Chiang Mai Journal of Science

Perovskite oxides have ultra applications for advanced oxidation in wastewater. Environmental protection treatment process relies on the durability, and performance of catalysts to drive the development of cutting-edge sustainable technologies for the elimination of refractory contaminants. Reference of LCT_0.4/SCO3 produce singlet oxygen is rare. Herein, prepared LCT_0.4/SCO3 were successfully prepared through glucose by Sol-gel method, and further utilized as super catalysts to degrade Rhodamine B (RhB) by coupling with peroxymonosulfate (PMS) in environmental protection.
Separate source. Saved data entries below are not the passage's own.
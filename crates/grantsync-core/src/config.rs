//! TOML configuration.
//!
//! ```toml
//! share_root = "/volume1/photo"
//!
//! [datastore]
//! path = "/var/lib/grantsync/grants.db"
//! excluded_path_components = ["@eaDir", "#recycle", "#snapshot", "@tmp"]
//!
//! [principals]
//! excluded = ["backup"]
//!
//! [acl_tool]
//! program = "synoacltool"
//! retries = 1
//!
//! [probe]
//! runas = ["sudo", "-n", "-u"]
//! ```

use std::path::{Path, PathBuf};

use grantsync_error::{Result, SyncError};
use grantsync_types::DEFAULT_EXCLUDED_PRINCIPALS;
use serde::{Deserialize, Serialize};
use tracing::{debug, info};

use crate::acl_tool::DEFAULT_ACL_TOOL;
use crate::probe::DEFAULT_RUNAS;
use crate::reconcile::ReconcilePolicy;
use crate::sqlite_source::{DEFAULT_EXCLUDED_PATH_COMPONENTS, SourceFilter};

/// Config file looked up when none is named explicitly.
pub const DEFAULT_CONFIG_FILE: &str = "grantsync.toml";

#[derive(Debug, Clone, PartialEq, Eq, Serialize, Deserialize)]
#[serde(default, deny_unknown_fields)]
pub struct Config {
    /// Physical directory corresponding to the logical root `/`.
    pub share_root: PathBuf,
    pub datastore: DatastoreConfig,
    pub principals: PrincipalsConfig,
    pub acl_tool: AclToolConfig,
    pub probe: ProbeConfig,
}

#[derive(Debug, Clone, PartialEq, Eq, Serialize, Deserialize)]
#[serde(default, deny_unknown_fields)]
pub struct DatastoreConfig {
    pub path: PathBuf,
    pub excluded_path_components: Vec<String>,
}

#[derive(Debug, Clone, Default, PartialEq, Eq, Serialize, Deserialize)]
#[serde(default, deny_unknown_fields)]
pub struct PrincipalsConfig {
    /// Added to the built-in exclusion set, never replacing it.
    pub excluded: Vec<String>,
}

#[derive(Debug, Clone, PartialEq, Eq, Serialize, Deserialize)]
#[serde(default, deny_unknown_fields)]
pub struct AclToolConfig {
    pub program: PathBuf,
    /// Extra attempts for a failed add or delete.
    pub retries: u32,
}

#[derive(Debug, Clone, PartialEq, Eq, Serialize, Deserialize)]
#[serde(default, deny_unknown_fields)]
pub struct ProbeConfig {
    /// Command prefix; the principal name is appended.
    pub runas: Vec<String>,
}

impl Default for Config {
    fn default() -> Self {
        Self {
            share_root: PathBuf::from("/volume1/photo"),
            datastore: DatastoreConfig::default(),
            principals: PrincipalsConfig::default(),
            acl_tool: AclToolConfig::default(),
            probe: ProbeConfig::default(),
        }
    }
}

impl Default for DatastoreConfig {
    fn default() -> Self {
        Self {
            path: PathBuf::from("/var/lib/grantsync/grants.db"),
            excluded_path_components: DEFAULT_EXCLUDED_PATH_COMPONENTS
                .iter()
                .map(|component| (*component).to_owned())
                .collect(),
        }
    }
}

impl Default for AclToolConfig {
    fn default() -> Self {
        Self {
            program: PathBuf::from(DEFAULT_ACL_TOOL),
            retries: ReconcilePolicy::default().retries,
        }
    }
}

impl Default for ProbeConfig {
    fn default() -> Self {
        Self {
            runas: DEFAULT_RUNAS.iter().map(|part| (*part).to_owned()).collect(),
        }
    }
}

impl Config {
    pub fn from_toml_str(text: &str) -> Result<Self> {
        let config: Self =
            toml::from_str(text).map_err(|err| SyncError::Config(err.to_string()))?;
        config.validate()?;
        Ok(config)
    }

    /// Load a named config file. A missing or malformed file is an error.
    pub fn load(path: &Path) -> Result<Self> {
        let text = std::fs::read_to_string(path).map_err(|err| {
            SyncError::Config(format!("cannot read {}: {err}", path.display()))
        })?;
        let config = Self::from_toml_str(&text).map_err(|err| match err {
            SyncError::Config(detail) => SyncError::Config(format!("{}: {detail}", path.display())),
            other => other,
        })?;
        info!(path = %path.display(), "configuration loaded");
        Ok(config)
    }

    /// Load `path` if it exists, otherwise fall back to defaults. Only used
    /// for the implicit default location.
    pub fn load_or_default(path: &Path) -> Result<Self> {
        if path.exists() {
            Self::load(path)
        } else {
            debug!(path = %path.display(), "no configuration file, using defaults");
            Ok(Self::default())
        }
    }

    pub fn validate(&self) -> Result<()> {
        if self.share_root.as_os_str().is_empty() {
            return Err(SyncError::Config("share_root must not be empty".to_owned()));
        }
        if self.datastore.path.as_os_str().is_empty() {
            return Err(SyncError::Config("datastore.path must not be empty".to_owned()));
        }
        if self.acl_tool.program.as_os_str().is_empty() {
            return Err(SyncError::Config("acl_tool.program must not be empty".to_owned()));
        }
        if self.probe.runas.is_empty() {
            return Err(SyncError::Config("probe.runas must name a command".to_owned()));
        }
        if let Some(name) = self.principals.excluded.iter().find(|name| name.trim().is_empty()) {
            return Err(SyncError::Config(format!(
                "principals.excluded contains a blank name: {name:?}"
            )));
        }
        Ok(())
    }

    #[must_use]
    pub const fn reconcile_policy(&self) -> ReconcilePolicy {
        ReconcilePolicy {
            retries: self.acl_tool.retries,
        }
    }

    /// Built-in exclusions plus the configured extras.
    #[must_use]
    pub fn excluded_principals(&self) -> Vec<String> {
        let mut names: Vec<String> = DEFAULT_EXCLUDED_PRINCIPALS
            .iter()
            .map(|name| (*name).to_owned())
            .collect();
        for name in &self.principals.excluded {
            if !names.contains(name) {
                names.push(name.clone());
            }
        }
        names
    }

    #[must_use]
    pub fn source_filter(&self) -> SourceFilter {
        SourceFilter {
            excluded_principals: self.excluded_principals().into_iter().collect(),
            excluded_path_components: self.datastore.excluded_path_components.clone(),
        }
    }
}

#[cfg(test)]
mod tests {
    use super::*;

    #[test]
    fn empty_file_yields_defaults() {
        let config = Config::from_toml_str("").unwrap();
        assert_eq!(config, Config::default());
        assert_eq!(config.acl_tool.retries, 1);
        assert_eq!(config.probe.runas, vec!["sudo", "-n", "-u"]);
    }

    #[test]
    fn partial_sections_keep_other_defaults() {
        let config = Config::from_toml_str(
            r#"
share_root = "/srv/share"

[principals]
excluded = ["backup"]

[acl_tool]
retries = 3
"#,
        )
        .unwrap();
        assert_eq!(config.share_root, PathBuf::from("/srv/share"));
        assert_eq!(config.acl_tool.retries, 3);
        assert_eq!(config.acl_tool.program, PathBuf::from(DEFAULT_ACL_TOOL));
        assert_eq!(config.reconcile_policy().retries, 3);

        let excluded = config.excluded_principals();
        assert!(excluded.iter().any(|name| name == "backup"));
        assert!(excluded.iter().any(|name| name == "admin"));
        assert!(config.source_filter().is_excluded_principal("backup"));
    }

    #[test]
    fn unknown_keys_are_rejected() {
        let err = Config::from_toml_str("[acl_tool]\nprogramme = \"x\"\n").unwrap_err();
        assert!(matches!(err, SyncError::Config(_)), "{err}");
        assert!(err.is_fatal());
    }

    #[test]
    fn invalid_values_fail_validation() {
        let err = Config::from_toml_str("[probe]\nrunas = []\n").unwrap_err();
        assert!(err.to_string().contains("probe.runas"), "{err}");

        let err = Config::from_toml_str("[principals]\nexcluded = [\" \"]\n").unwrap_err();
        assert!(err.to_string().contains("blank"), "{err}");
    }

    #[test]
    fn load_reports_path_and_default_fallback() {
        let dir = tempfile::tempdir().unwrap();
        let missing = dir.path().join("absent.toml");
        assert_eq!(Config::load_or_default(&missing).unwrap(), Config::default());
        assert!(Config::load(&missing).is_err());

        let bad = dir.path().join("bad.toml");
        std::fs::write(&bad, "share_root = [").unwrap();
        let err = Config::load_or_default(&bad).unwrap_err();
        assert!(err.to_string().contains("bad.toml"), "{err}");
    }
}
Preparation of lanthanum cobalt titanium oxide and No. 3 strontium cobalt oxide catalysts (Sol gel No. 3), abbreviated as LCT_0.4/SCO3. XRD, SEM, XPS, UV-Vis and ESR to characterize the catalyst, to study the effect of SCO3 and LCT_0.4 composite on the performance. The results showed that the composite catalyst had no significant effect on the activity of the catalyst. Three parameters (LCT_0.4/ SCO3 dosage of 0.038 g L^-1, PMS concentration of 0.571 g L^-1, and original pH) were obtained via test method in environmental protection. Benefiting from the larger specific surface area, pore-volume, and existence of abundant hydroxyl groups, LCT_0.4/SCO3 prepared through glucose by Sol-gel method with more available active sites exhibited a super efficiency of 89.2 % toward catalytic degradation of RhB under the optimal conditions. The degradation rate was 4.1 times higher than that without PMS. Moreover, LCT_0.4/SCO3 demonstrated durability and stability. The scavenging experiments and electron paramagnetic resonance technologies revealed that non-radical singlet oxygen (¹O₂) was associated as active species in the LCT0.4/SCO3/PMS system. Besides, the reaction mechanism on the LCT_0.4/SCO3 degradation pathways toward RhB was speculated under PMS activation. The results indicated that the effects between structures not only significantly boosted the removal efficiency and long term stability of LCT_0.4/SCO3. But also facilitated the redox cycles, which produce ¹O₂. This proof-of-concept approach to develop such high-efficient structures produced will open up novel avenues for wastewater decontamination via PMS activation.